The Tavis Smiley Show was an American public broadcasting radio talk show.

Public Radio International
The Tavis Smiley Show was broadcast on Public Radio International (PRI). It was a one-hour weekly program featuring interviews with news makers, thought leaders and artists and seeks to bring diverse perspectives to the airwaves. It was produced by Smiley Radio Properties, Inc., in partnership with PRI at Smiley's studio in Los Angeles, California. The program ran two hours per week until October 2010 when the second hour became the sister program Smiley & West, co-hosted by longtime Smiley collaborator Dr. Cornel West. The show ended in 2017.

History of radio show 
The first version of The Tavis Smiley Show was on National Public Radio (NPR).
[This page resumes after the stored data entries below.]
/// What a solve did.
#[derive(Debug, Clone)]
pub struct SolveReport {
    pub outcome: SolveOutcome,
    /// Outer iterations run.
    pub iterations: usize,
    /// Average interior displacement of the final iteration. Zero when the
    /// curve had no interior to move.
    pub avg_displacement: f64,
}

/// One block's frozen inputs for an iteration.
///
/// `lo..=hi` are the curve indices this block may write; the bracketing
/// nodes at `lo - 1` and `hi + 1` ride along read-only.
struct BlockTask {
    lo: usize,
    hi: usize,
    left: Array1<f64>,
    interior: Array2<f64>,
    right: Array1<f64>,
}

/// Writable curve-index ranges `[lo, hi]`, in order, covering `1..=interior`.
fn partition(interior: usize, local_num_nodes: usize) -> Vec<(usize, usize)> {
    let blocks = interior.div_ceil(local_num_nodes);
    (0..blocks)
        .map(|b| {
            let lo = 1 + b * local_num_nodes;
            let hi = (lo + local_num_nodes - 1).min(interior);
            (lo, hi)
        })
        .collect()
}

fn with_context(err: RelaxError, iteration: usize, task: &BlockTask) -> Error {
    match err {
        RelaxError::MetricDomain { value, point } => Error::MetricDomain {
            value,
            point,
            iteration,
            block_lo: task.lo,
            block_hi: task.hi,
        },
        RelaxError::NonFiniteUpdate { node } => Error::NonFiniteUpdate {
            node: task.lo + node,
            iteration,
            block_lo: task.lo,
            block_hi: task.hi,
        },
    }
}

/// Shorten `curve` toward a geodesic of `metric`.
///
/// Convenience wrapper over [`compute_geodesic_with_config`] exposing the
/// knobs that matter most: block grain, tolerance, and worker count
/// (`0` = all cores). Everything else takes its default. `tol` stops the
/// iteration on progress, not on distance to the geodesic; see
/// [`ShortenConfig::tol`].
pub fn compute_geodesic<M: IsotropicMetric + Sync>(
    curve: &mut Curve,
    local_num_nodes: usize,
    tol: f64,
    metric: &M,
    processes: usize,
) -> Result<SolveReport> {
    let cfg = ShortenConfig {
        local_num_nodes,
        tol,
        processes,
        ..ShortenConfig::default()
    };
    compute_geodesic_with_config(curve, metric, &cfg)
}
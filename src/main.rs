//! YouTube Downloader Pro: paste a link, pick a quality, get a video or mp3.

// UI state and the events that mutate it
mod app;
// Runtime settings
mod config;
// yt-dlp arguments, probing and progress streaming
mod downloader;
// Error types
mod error;
// Requests, samples and outcomes
mod model;
// Background download runner
mod orchestrator;
// Progress-hook parsing and percentage math
mod progress;
// Cross-thread delivery of UI updates
mod scheduler;
// Thumbnail preview fetching
mod thumbnail;
// URL validation
mod validate;

use std::sync::Arc;

use eframe::{App, Frame, egui};
use egui::{Color32, TextureHandle, TextureOptions, Visuals};
use once_cell::sync::OnceCell;
use rfd::{MessageButtons, MessageDialog, MessageLevel};
use tokio::{runtime::Runtime, sync::mpsc::UnboundedReceiver};

use app::{AppState, Dialog};
use config::Settings;
use downloader::YtDlp;
use model::{MediaKind, QualityTier};
use orchestrator::Orchestrator;
use scheduler::{Tone, UiEvent, UiScheduler};

// Global Tokio runtime stored in a OnceCell for lazy init
static RUNTIME: OnceCell<Arc<Runtime>> = OnceCell::new();

const INFO_TEXT: &str = "Paste a YouTube URL above and select your preferred quality.\n\
                         Supports videos, playlists, and live streams.";

/// Program entry point: initializes logging and the runtime, then launches the GUI
fn main() -> Result<(), Box<dyn std::error::Error>> {
    env_logger::Builder::from_env(env_logger::Env::default().default_filter_or("info")).init();

    let rt = Arc::new(Runtime::new()?);
    RUNTIME
        .set(Arc::clone(&rt))
        .map_err(|_| "runtime initialised twice")?;

    let settings = Settings::default();
    log::info!(
        "saving to {} using {}",
        settings.download_dir.display(),
        settings.ytdlp_program.display()
    );

    let options = eframe::NativeOptions {
        viewport: egui::ViewportBuilder::default().with_title("YouTube Downloader Pro - by Hamza Sami"),
        ..Default::default()
    };
    eframe::run_native(
        "YouTube Downloader Pro",
        options,
        Box::new(move |cc| {
            cc.egui_ctx.set_visuals(Visuals::dark());
            Box::new(DownloaderApp::new(cc.egui_ctx.clone(), &rt, settings))
        }),
    )
    .map_err(|e| e.to_string())?;
    Ok(())
}

/// Window state: the view model plus the plumbing that feeds it
struct DownloaderApp {
    state: AppState,
    orchestrator: Orchestrator,
    scheduler: UiScheduler,
    events: UnboundedReceiver<UiEvent>,
    /// Uploaded thumbnail of the current download
    thumbnail: Option<TextureHandle>,
}

impl DownloaderApp {
    fn new(ctx: egui::Context, rt: &Runtime, settings: Settings) -> Self {
        let extractor = Arc::new(YtDlp::new(settings.ytdlp_program.clone()));
        let (scheduler, events) = UiScheduler::new(ctx);
        Self {
            state: AppState::default(),
            orchestrator: Orchestrator::new(rt.handle().clone(), extractor, settings),
            scheduler,
            events,
            thumbnail: None,
        }
    }

    fn start(&mut self, kind: MediaKind) {
        let Ok(request) = self.state.request(kind) else {
            return;
        };
        match self.orchestrator.start(request, self.scheduler.clone()) {
            Ok(id) => {
                self.state.begin(id);
                self.thumbnail = None;
            }
            Err(e) => self.state.reject(e),
        }
    }

    /// Applies everything the background side queued since the last frame
    fn drain_events(&mut self, ctx: &egui::Context) {
        while let Ok(event) = self.events.try_recv() {
            self.state.apply(event);
        }
        if let Some(img) = self.state.thumbnail.take() {
            self.thumbnail = Some(ctx.load_texture("thumbnail", img, TextureOptions::default()));
        }
    }

    fn open_download_folder(&self) {
        let folder = self.orchestrator.settings().download_dir.clone();
        let Some(rt) = RUNTIME.get() else {
            return;
        };
        rt.spawn_blocking(move || {
            if let Err(e) = std::fs::create_dir_all(&folder) {
                log::warn!("cannot create {}: {}", folder.display(), e);
                return;
            }
            #[cfg(target_os = "windows")]
            let opener = "explorer";
            #[cfg(target_os = "macos")]
            let opener = "open";
            #[cfg(all(unix, not(target_os = "macos")))]
            let opener = "xdg-open";
            if let Err(e) = std::process::Command::new(opener).arg(&folder).spawn() {
                log::warn!("{} {} failed: {}", opener, folder.display(), e);
            }
        });
    }
}

/// Blocks until the user dismisses the message
fn show_dialog(dialog: &Dialog) {
    MessageDialog::new()
        .set_level(MessageLevel::Error)
        .set_title(&dialog.title)
        .set_description(&dialog.message)
        .set_buttons(MessageButtons::Ok)
        .show();
}

fn tone_color(tone: Tone) -> Color32 {
    match tone {
        Tone::Success => Color32::from_rgb(0x4C, 0xAF, 0x50),
        Tone::Working => Color32::from_rgb(0xFF, 0x98, 0x00),
        Tone::Downloading => Color32::from_rgb(0x21, 0x96, 0xF3),
        Tone::Error => Color32::from_rgb(0xF4, 0x43, 0x36),
    }
}

/// GUI update loop: called each frame to redraw and handle interactions
impl App for DownloaderApp {
    fn update(&mut self, ctx: &egui::Context, _frame: &mut Frame) {
        self.drain_events(ctx);

        if let Some(dialog) = self.state.dialog.take() {
            show_dialog(&dialog);
        }

        egui::CentralPanel::default().show(ctx, |ui| {
            ui.vertical_centered(|ui| {
                ui.heading("YouTube Downloader Pro");
                ui.label(egui::RichText::new("Developed by Hamza Sami").italics());
            });
            ui.separator();

            ui.label("Enter YouTube URL:");
            ui.add(
                egui::TextEdit::singleline(&mut self.state.url_input)
                    .hint_text("https://www.youtube.com/watch?v=...")
                    .desired_width(f32::INFINITY),
            );

            ui.add_space(8.0);
            ui.label("Select Quality:");
            egui::ComboBox::from_id_source("quality")
                .selected_text(self.state.quality.label())
                .show_ui(ui, |ui| {
                    let current = self.state.quality.label();
                    for label in QualityTier::ALL.map(QualityTier::label) {
                        if ui.selectable_label(current == label, label).clicked() {
                            self.state.quality = QualityTier::from_label(label);
                        }
                    }
                });

            ui.add_space(8.0);
            let enabled = self.state.buttons_enabled && !self.orchestrator.is_busy();
            let mut clicked = None;
            ui.horizontal(|ui| {
                let video = egui::Button::new("📹 Download Video (MP4)")
                    .fill(Color32::from_rgb(0xFF, 0x57, 0x22));
                if ui.add_enabled(enabled, video).clicked() {
                    clicked = Some(MediaKind::Video);
                }
                let audio = egui::Button::new("🎵 Download Audio (MP3)")
                    .fill(Color32::from_rgb(0x4C, 0xAF, 0x50));
                if ui.add_enabled(enabled, audio).clicked() {
                    clicked = Some(MediaKind::Audio);
                }
            });
            if let Some(kind) = clicked {
                self.start(kind);
            }

            ui.add_space(8.0);
            ui.add(egui::ProgressBar::new(self.state.progress / 100.0));
            ui.label(&self.state.progress_label);

            ui.colored_label(tone_color(self.state.status.tone), &self.state.status.text);

            if let Some(media) = &self.state.media {
                ui.group(|ui| {
                    ui.horizontal(|ui| {
                        if let Some(tex) = &self.thumbnail {
                            ui.add(egui::Image::new(tex).max_width(160.0));
                        }
                        ui.label(&media.title);
                    });
                });
            }

            ui.add_space(8.0);
            if ui.button("Open Folder").clicked() {
                self.open_download_folder();
            }

            ui.separator();
            egui::ScrollArea::vertical().show(ui, |ui| {
                ui.label(INFO_TEXT);
            });
        });
    }
}
use eframe::egui::ColorImage;

/// Downloads and decodes the thumbnail the probe pointed us at.
///
/// Blocking; run it on the runtime's blocking pool. Failures are logged and
/// yield `None`, the preview is purely cosmetic.
pub fn fetch_thumbnail(url: &str) -> Option<ColorImage> {
    match try_fetch(url) {
        Ok(img) => Some(img),
        Err(e) => {
            log::warn!("thumbnail {} unavailable: {}", url, e);
            None
        }
    }
}

fn try_fetch(url: &str) -> Result<ColorImage, Box<dyn std::error::Error + Send + Sync>> {
    let bytes = reqwest::blocking::get(url)?.error_for_status()?.bytes()?;
    let img = image::load_from_memory(&bytes)?.to_rgba8();
    let size = [img.width() as usize, img.height() as usize];
    Ok(ColorImage::from_rgba_unmultiplied(size, img.as_raw()))
}
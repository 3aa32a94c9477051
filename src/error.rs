use thiserror::Error;

/// Problems with what the user typed. Caught before any work starts.
#[derive(Debug, Error, Clone, Copy, PartialEq, Eq)]
pub enum InputError {
    #[error("Please enter a YouTube URL")]
    Empty,
    #[error("Please enter a valid YouTube URL")]
    Malformed,
}

impl InputError {
    /// Dialog title for this error
    pub fn title(self) -> &'static str {
        match self {
            InputError::Empty => "❌ Error",
            InputError::Malformed => "❌ Invalid URL",
        }
    }
}

/// Why the orchestrator refused to start a request
#[derive(Debug, Error, Clone, Copy, PartialEq, Eq)]
pub enum StartError {
    #[error("A download is already in progress")]
    Busy,
}

/// Failures raised while probing or downloading. Terminal for the request.
#[derive(Debug, Error)]
pub enum DownloadError {
    #[error("could not run {program}: {source}")]
    Spawn {
        program: String,
        #[source]
        source: std::io::Error,
    },
    #[error(transparent)]
    Io(#[from] std::io::Error),
    #[error("unreadable metadata: {0}")]
    Json(#[from] serde_json::Error),
    #[error("{message}{}", exit_suffix(.code))]
    Exited { code: Option<i32>, message: String },
    #[error("{0} produced no output stream")]
    MissingOutput(&'static str),
}

fn exit_suffix(code: &Option<i32>) -> String {
    match code {
        Some(code) => format!(" (exit code {})", code),
        None => String::new(),
    }
}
It was broadcast daily from January 2002 to December 16, 2004, in Los Angeles, when the host Tavis Smiley decided not to renew his contract with NPR.  Some of the reasons cited based on an article by Howard Kurtz for not renewing the contract were 1) Tavis Smiley wanted to tape his show a day in advance, and NPR did not agree; 2) against federal funding policies, Tavis Smiley wished to own the right to rebroadcast the show; and 3) Tavis Smiley appealed to have the budget for promoting the program significantly increased, and NPR did not have the budget to do so.

The show was a news and opinion program focusing upon issues of race, diversity, and ethnicity and often featured guest speakers. It was an hour-long show.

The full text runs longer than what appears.